CIF (Cost, Insurance and Freight)
The same shipping terms as CFR, plus a marine insurance policy also paid by the seller.
CIF Felixstowe (Cost, Insurance and Freight Felixstowe)
CIF terms on the basis of the destination port being Felixstowe UK. As with CFR and CIF, these terms can be less favourable for buyers, meaning less control and unexpected fees.
DAT (Delivered at Terminal)
With DAT terms the seller is responsible for delivery to the named terminal at the destination port, and unloading ready for buyer/carrier collection – after which, the responsibility for the goods passes to the buyer. The seller is responsible for the goods export customs clearance. The buyer is responsible for all costs from the point of delivery, including import customs clearance, duties and taxes. Can be used for all modes of transport.
DAP (Delivered at Place)
Very similar terms to DAT, with the difference that the buyer is responsible for unloading the goods at the named place of delivery. Buyer assumes responsibility from the point of unloading the goods, including import customs clearance, duties and taxes. Can be used for all modes of transport.
DDP (Delivered Duty Paid)
DDP terms indicate that the seller is responsible for carriage and delivery to a named place, including clearing for import and all applicable taxes and duties. Can be used for all modes of transport. They maximise cost and risk for a seller and minimise them for the buyer. The buyer’s responsibility for the goods begins when they receive them for unloading at destination. Can be used for all modes of transport.
EXW (Ex Works)
EXW terms indicate that the buyer is responsible for collecting the goods from the seller and accepts all onward arrangements, including associated costs, risks and liabilities.
FAS (Free Alongside Ship)
FAS terms require the seller to place the goods alongside the carrier vessel at the port of export, with seller responsibility for export customs clearance and risk and cost up to that point. The buyer takes responsibility for the goods from loading onto the vessel onwards.
FCA (Free Carrier)
FCA terms indicate that the seller is responsible for the goods, including costs, up to delivery to the buyer’s chosen carrier at a named location – often a terminal or transport hub or forwarder’s warehouse. The seller is responsible for export clearance, after which the responsibility transfers to the buyer.
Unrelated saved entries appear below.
impl Message {
    /// Start a response to this query: the ID, opcode, and RD flag
    /// are copied, the questions are echoed, and every other section
    /// starts out empty.
    pub fn make_response(&self) -> Self {
        Self {
            header: Header {
                id: self.header.id,
                is_response: true,
                opcode: self.header.opcode,
                is_authoritative: false,
                is_truncated: false,
                recursion_desired: self.header.recursion_desired,
                recursion_available: false,
                z: 0,
                rcode: Rcode::NoError,
            },
            questions: self.questions.clone(),
            answers: Vec::new(),
            authority: Vec::new(),
            additional: Vec::new(),
        }
    }

    pub fn make_format_error_response(id: u16) -> Self {
        Self {
            header: Header {
                id,
                is_response: true,
                opcode: Opcode::Standard,
                is_authoritative: false,
                is_truncated: false,
                recursion_desired: false,
                recursion_available: false,
                z: 0,
                rcode: Rcode::FormatError,
            },
            questions: Vec::new(),
            answers: Vec::new(),
            authority: Vec::new(),
            additional: Vec::new(),
        }
    }

    pub fn from_question(id: u16, question: Question) -> Self {
        Self {
            header: Header {
                id,
                is_response: false,
                opcode: Opcode::Standard,
                is_authoritative: false,
                is_truncated: false,
                recursion_desired: false,
                recursion_available: false,
                z: 0,
                rcode: Rcode::NoError,
            },
            questions: vec![question],
            answers: Vec::new(),
            authority: Vec::new(),
            additional: Vec::new(),
        }
    }
}

/// Common header type for all messages.
///
/// ```text
///                                     1  1  1  1  1  1
///       0  1  2  3  4  5  6  7  8  9  0  1  2  3  4  5
///     +--+--+--+--+--+--+--+--+--+--+--+--+--+--+--+--+
///     |                      ID                       |
///     +--+--+--+--+--+--+--+--+--+--+--+--+--+--+--+--+
///     |QR|   Opcode  |AA|TC|RD|RA|   Z    |   RCODE   |
///     +--+--+--+--+--+--+--+--+--+--+--+--+--+--+--+--+
///     |                    QDCOUNT                    |
///     +--+--+--+--+--+--+--+--+--+--+--+--+--+--+--+--+
///     |                    ANCOUNT                    |
///     +--+--+--+--+--+--+--+--+--+--+--+--+--+--+--+--+
///     |                    NSCOUNT                    |
///     +--+--+--+--+--+--+--+--+--+--+--+--+--+--+--+--+
///     |                    ARCOUNT                    |
///     +--+--+--+--+--+--+--+--+--+--+--+--+--+--+--+--+
/// ```
///
/// Bit 0 is the most significant bit of the octet, so QR is `0x80`
/// of the third octet of the message and RCODE is the low nibble of
/// the fourth.  See section 4.1.1 of RFC 1035.
///
/// The counts are not part of this type: they are read into a
/// `WireHeader` while parsing, and recomputed from the `Message`
/// sections while serialising.
#[derive(Debug, Copy, Clone, Eq, PartialEq, Hash)]
pub struct Header {
    /// Copied from the query into the response, so the requester
    /// can match them up.
    pub id: u16,

    /// Query (`false`) or response (`true`).
    pub is_response: bool,

    /// Kind of query.  Set by the originator and copied into the
    /// response.
    pub opcode: Opcode,

    /// The responding server is an authority for the name in the
    /// question section.
    pub is_authoritative: bool,

    /// The message was cut short to fit the transport.
    pub is_truncated: bool,

    /// Set in a query and copied into the response.
    pub recursion_desired: bool,

    /// Whether the responding server offers recursion.
    pub recursion_available: bool,

    /// Reserved 3-bit field.  Only the low three bits are
    /// meaningful; the rest are masked off when serialising.
    pub z: u8,

    pub rcode: Rcode,
}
If the named location is the seller’s place of business, then they are responsible for the loading of the goods. At all other named locations, the buyer is responsible for loading.
FOB (Free On Board)
FOB terms indicate that the seller and the buyer have relatively equal responsibility for all costs, risks and liabilities associated with transporting the goods. The seller is responsible up to the arrival for boarding the ship, including charges at the loading port. The buyer is responsible from loading onwards until the goods reach their final destination. FOB is usually the recommended option for importers and buyers, as it allows greater control over costs.